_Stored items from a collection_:
*** Begin section ***
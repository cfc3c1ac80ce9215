use super::args::{Cli, Commands, ConfigCommand, ExportCommand};
use super::console::CopyTarget;
use super::handlers::{self, HandlerContext};
use super::logging;
use anyhow::Result;
use rinkstat_runtime::{Config, resolve_config_path};
use std::path::Path;

pub fn run(cli: Cli) -> Result<()> {
    logging::init(cli.log_level);

    let config_path = resolve_config_path(cli.config.as_deref())?;

    let Some(command) = cli.command else {
        show_guidance(&config_path);
        return Ok(());
    };

    let config = Config::load_from(&config_path)?;
    let ctx = HandlerContext::new(cli.format, config, config_path);

    match command {
        Commands::Play => handlers::play::handle(&ctx),

        Commands::Replay { events } => handlers::replay::handle(&ctx, &events),

        Commands::Export { command } => match command {
            ExportCommand::Games { events } => {
                handlers::export::handle(&ctx, CopyTarget::Games, &events)
            }
            ExportCommand::Events { events } => {
                handlers::export::handle(&ctx, CopyTarget::Events, &events)
            }
        },

        Commands::Config { command } => match command {
            ConfigCommand::Init { force } => handlers::config::init(&ctx, force),
            ConfigCommand::Show => handlers::config::show(&ctx),
        },
    }
}

fn show_guidance(config_path: &Path) {
    println!("rinkstat - hockey scorekeeping\n");

    println!("Quick commands:");
    println!("  rinkstat play                     # Keep score (type 'help' inside)");
    println!("  rinkstat replay <events.json>     # Games and stats from an event file");
    println!("  rinkstat export games <file>      # Tab-separated game lines\n");

    if !config_path.exists() {
        println!("No config file at {}", config_path.display());
        println!("  rinkstat config init              # Write one with defaults\n");
    }

    println!("For more commands:");
    println!("  rinkstat --help");
}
*** End section ***
_Aim of the task_: Output the data exactly, so that every line matches the original.

_Written answer_:
repository cfc3c1ac80ce9215
use super::args::{Cli, Commands, ConfigCommand, ExportCommand};
use super::console::CopyTarget;
use super::handlers::{self, HandlerContext};
use super::logging;
use anyhow::Result;
use rinkstat_runtime::{Config, resolve_config_path};
use std::path::Path;

pub fn run(cli: Cli) -> Result<()> {
    logging::init(cli.log_level);

    let config_path = resolve_config_path(cli.config.as_deref())?;

    let Some(command) = cli.command else {
        show_guidance(&config_path);
        return Ok(());
    };

    let config = Config::load_from(&config_path)?;
    let ctx = HandlerContext::new(cli.format, config, config_path);

    match command {
        Commands::Play => handlers::play::handle(&ctx),

        Commands::Replay { events } => handlers::replay::handle(&ctx, &events),

        Commands::Export { command } => match command {
            ExportCommand::Games { events } => {
                handlers::export::handle(&ctx, CopyTarget::Games, &events)
            }
            ExportCommand::Events { events } => {
                handlers::export::handle(&ctx, CopyTarget::Events, &events)
            }
        },

        Commands::Config { command } => match command {
            ConfigCommand::Init { force } => handlers::config::init(&ctx, force),
            ConfigCommand::Show => handlers::config::show(&ctx),
        },
    }
}

fn show_guidance(config_path: &Path) {
    println!("rinkstat - hockey scorekeeping\n");

    println!("Quick commands:");
    println!("  rinkstat play                     # Keep score (type 'help' inside)");
    println!("  rinkstat replay <events.json>     # Games and stats from an event file");
    println!("  rinkstat export games <file>      # Tab-separated game lines\n");

    if !config_path.exists() {
        println!("No config file at {}", config_path.display());
        println!("  rinkstat config init              # Write one with defaults\n");
    }

    println!("For more commands:");
    println!("  rinkstat --help");
}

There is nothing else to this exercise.